**** Records for processing

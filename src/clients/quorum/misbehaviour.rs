use crate::clients::quorum::header::QuorumHeader;

/// Evidence that the trusted validator set committed two different roots at
/// the same height.
#[derive(Clone, Debug, PartialEq, Eq, serde::Serialize, serde::Deserialize)]
pub struct QuorumMisbehaviour {
    pub header_a: QuorumHeader,
    pub header_b: QuorumHeader,
}
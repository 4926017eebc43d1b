//! Handles the application-initiated `send_packet` operation. This is not a
//! wire message: applications call it directly after their own pre-send
//! validation.

use crate::core::channel::channel::{Counterparty, State};
use crate::core::channel::commitment::compute_packet_commitment;
use crate::core::channel::error::PacketError;
use crate::core::channel::events::SendPacket;
use crate::core::channel::packet::Packet;
use crate::core::context::{ContextError, ExecutionContext, ValidationContext};
use crate::core::events::CoreEvent;
use crate::core::host::path::{ChannelEndPath, CommitmentPath, SeqSendPath};
use crate::prelude::*;

/// Send the given packet, including all necessary validation.
///
/// Equivalent to calling [`send_packet_validate`], followed by
/// [`send_packet_execute`].
pub fn send_packet(
    ctx_a: &mut impl ExecutionContext,
    packet: Packet,
) -> Result<(), ContextError> {
    send_packet_validate(ctx_a, &packet)?;
    send_packet_execute(ctx_a, packet)
}

/// Validate that sending the given packet would succeed.
pub fn send_packet_validate(
    ctx_a: &impl ValidationContext,
    packet: &Packet,
) -> Result<(), ContextError> {
    let chan_end_path_on_a = ChannelEndPath::new(&packet.port_id_on_a, &packet.chan_id_on_a);
    let chan_end_on_a = ctx_a.channel_end(&chan_end_path_on_a)?;

    chan_end_on_a.verify_state_matches(&State::Open)?;

    let counterparty = Counterparty::new(
        packet.port_id_on_b.clone(),
        Some(packet.chan_id_on_b.clone()),
    );
    chan_end_on_a.verify_counterparty_matches(&counterparty)?;

    // A packet that is already expired locally could never be received.
    let chain_height = ctx_a.host_height()?;
    if packet.timeout_height_on_b.has_expired(chain_height) {
        return Err(PacketError::ExpiredPacketTimeout {
            timeout_height: packet.timeout_height_on_b,
            chain_height,
        }
        .into());
    }

    let seq_send_path_on_a = SeqSendPath::new(&packet.port_id_on_a, &packet.chan_id_on_a);
    let next_seq_send_on_a = ctx_a.get_next_sequence_send(&seq_send_path_on_a)?;
    if packet.seq_on_a != next_seq_send_on_a {
        return Err(PacketError::MismatchedPacketSequence {
            expected: next_seq_send_on_a,
            actual: packet.seq_on_a,
        }
        .into());
    }

    Ok(())
}

/// Send the packet without any validation.
///
/// A prior call to [`send_packet_validate`] MUST have succeeded.
pub fn send_packet_execute(
    ctx_a: &mut impl ExecutionContext,
    packet: Packet,
) -> Result<(), ContextError> {
    {
        let seq_send_path_on_a = SeqSendPath::new(&packet.port_id_on_a, &packet.chan_id_on_a);
        let next_seq_send_on_a = ctx_a.get_next_sequence_send(&seq_send_path_on_a)?;

        ctx_a.store_next_sequence_send(seq_send_path_on_a, next_seq_send_on_a.increment())?;
    }

    ctx_a.store_packet_commitment(
        CommitmentPath::new(&packet.port_id_on_a, &packet.chan_id_on_a, packet.seq_on_a),
        compute_packet_commitment(&packet.data, &packet.timeout_height_on_b),
    )?;

    // emit events and logs
    {
        let chan_end_path_on_a = ChannelEndPath::new(&packet.port_id_on_a, &packet.chan_id_on_a);
        let chan_end_on_a = ctx_a.channel_end(&chan_end_path_on_a)?;
        let conn_id_on_a = chan_end_on_a.connection_hops()[0].clone();

        ctx_a.log_message("success: packet send".to_string())?;
        tracing::debug!(sequence = %packet.seq_on_a, "packet send");
        let event = CoreEvent::SendPacket(SendPacket::new(
            packet,
            *chan_end_on_a.ordering(),
            conn_id_on_a,
        ));
        ctx_a.emit_event(event)?;
    }

    Ok(())
}

#[cfg(test)]
mod tests {
    use core::str::FromStr;

    use test_log::test;

    use super::*;
    use crate::core::channel::channel::{ChannelEnd, Order};
    use crate::core::channel::error::ChannelError;
    use crate::core::channel::timeout::TimeoutHeight;
    use crate::core::channel::version::Version;
    use crate::core::host::identifier::{ChannelId, ConnectionId, PortId};
    use crate::mock::context::MockContext;
    use crate::prelude::*;
    use crate::Height;

    fn port_id() -> PortId {
        PortId::from_str("testportid").expect("valid identifier")
    }

    fn chan_id() -> ChannelId {
        ChannelId::from_str("channelatob").expect("valid identifier")
    }

    fn channel_end(state: State) -> ChannelEnd {
        ChannelEnd::new(
            state,
            Order::Unordered,
            Counterparty::new(
                PortId::from_str("testcpportid").expect("valid identifier"),
                Some(ChannelId::from_str("channelbtoa").expect("valid identifier")),
            ),
            vec![ConnectionId::from_str("connectionatob").expect("valid identifier")],
            Version::from("dummyversion"),
        )
        .expect("one hop")
    }

    fn ctx_with_channel(state: State) -> MockContext {
        MockContext::default().with_channel(&port_id(), &chan_id(), channel_end(state))
    }

    fn packet(sequence: u64, timeout_height: TimeoutHeight) -> Packet {
        Packet {
            seq_on_a: sequence.into(),
            port_id_on_a: port_id(),
            chan_id_on_a: chan_id(),
            port_id_on_b: PortId::from_str("testcpportid").expect("valid identifier"),
            chan_id_on_b: ChannelId::from_str("channelbtoa").expect("valid identifier"),
            data: b"ping".to_vec(),
            timeout_height_on_b: timeout_height,
        }
    }

    fn far_timeout() -> TimeoutHeight {
        TimeoutHeight::At(Height::new(100).expect("non-zero"))
    }

    #[test]
    fn send_commits_the_packet_and_advances_the_counter() {
        let mut ctx = ctx_with_channel(State::Open);

        send_packet(&mut ctx, packet(1, far_timeout())).expect("send succeeds");

        let commitment_path = CommitmentPath::new(&port_id(), &chan_id(), 1.into());
        assert!(ctx.get_packet_commitment(&commitment_path).is_ok());

        let next = ctx
            .get_next_sequence_send(&SeqSendPath::new(&port_id(), &chan_id()))
            .expect("counter present");
        assert_eq!(u64::from(next), 2);

        // The next packet must use the advanced sequence.
        let res = send_packet(&mut ctx, packet(1, far_timeout()));
        assert!(matches!(
            res,
            Err(ContextError::Packet(
                PacketError::MismatchedPacketSequence { .. }
            ))
        ));
        send_packet(&mut ctx, packet(2, far_timeout())).expect("send succeeds");
    }

    #[test]
    fn send_requires_an_open_channel() {
        for state in [State::Init, State::TryOpen, State::Closed] {
            let mut ctx = ctx_with_channel(state);
            let res = send_packet(&mut ctx, packet(1, far_timeout()));
            assert!(
                matches!(
                    res,
                    Err(ContextError::Channel(ChannelError::InvalidState { .. }))
                ),
                "state {state} must refuse sends"
            );
        }
    }

    #[test]
    fn send_requires_a_matching_counterparty() {
        let mut ctx = ctx_with_channel(State::Open);
        let mut mismatched = packet(1, far_timeout());
        mismatched.chan_id_on_b = ChannelId::from_str("wrongchannel").expect("valid identifier");

        let res = send_packet(&mut ctx, mismatched);
        assert!(matches!(
            res,
            Err(ContextError::Channel(
                ChannelError::InvalidCounterparty { .. }
            ))
        ));
    }

    #[test]
    fn send_rejects_a_timeout_in_the_past() {
        // The mock chain sits at height 1; a timeout at height 1 has
        // already expired locally.
        let mut ctx = ctx_with_channel(State::Open);
        let expired = TimeoutHeight::At(Height::min());

        let res = send_packet(&mut ctx, packet(1, expired));
        assert!(matches!(
            res,
            Err(ContextError::Packet(
                PacketError::ExpiredPacketTimeout { .. }
            ))
        ));

        // A packet that never times out is always accepted.
        send_packet(&mut ctx, packet(1, TimeoutHeight::Never)).expect("send succeeds");
    }
}
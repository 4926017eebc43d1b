//! The connection subsystem: a mutually verified pairing between two
//! clients, established through a four-step handshake in which every step
//! after the first is existence-proved against the counterparty's client.

#[allow(clippy::module_inception)]
pub mod connection;
pub mod error;
pub mod events;
pub mod handler;
pub mod msgs;
pub mod version;
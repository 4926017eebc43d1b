pub use core::prelude::v1::*;

// Re-export according to alloc::prelude::v1 because it is not yet stabilized
// https://doc.rust-lang.org/src/alloc/prelude/v1.rs.html
pub use alloc::borrow::ToOwned;
pub use alloc::boxed::Box;
pub use alloc::string::{String, ToString};
pub use alloc::vec::Vec;
pub use alloc::{format, vec};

********

*Problem details*. This exercise asks for the line with "pub mod events;" and all lines after it through the end of the records above, retyped exactly and with nothing else.

*Answer for the task*.
pub mod events;
pub mod handler;
pub mod msgs;
pub mod version;
repository 4926017eebc43d1b
pub use core::prelude::v1::*;

// Re-export according to alloc::prelude::v1 because it is not yet stabilized
// https://doc.rust-lang.org/src/alloc/prelude/v1.rs.html
pub use alloc::borrow::ToOwned;
pub use alloc::boxed::Box;
pub use alloc::string::{String, ToString};
pub use alloc::vec::Vec;
pub use alloc::{format, vec};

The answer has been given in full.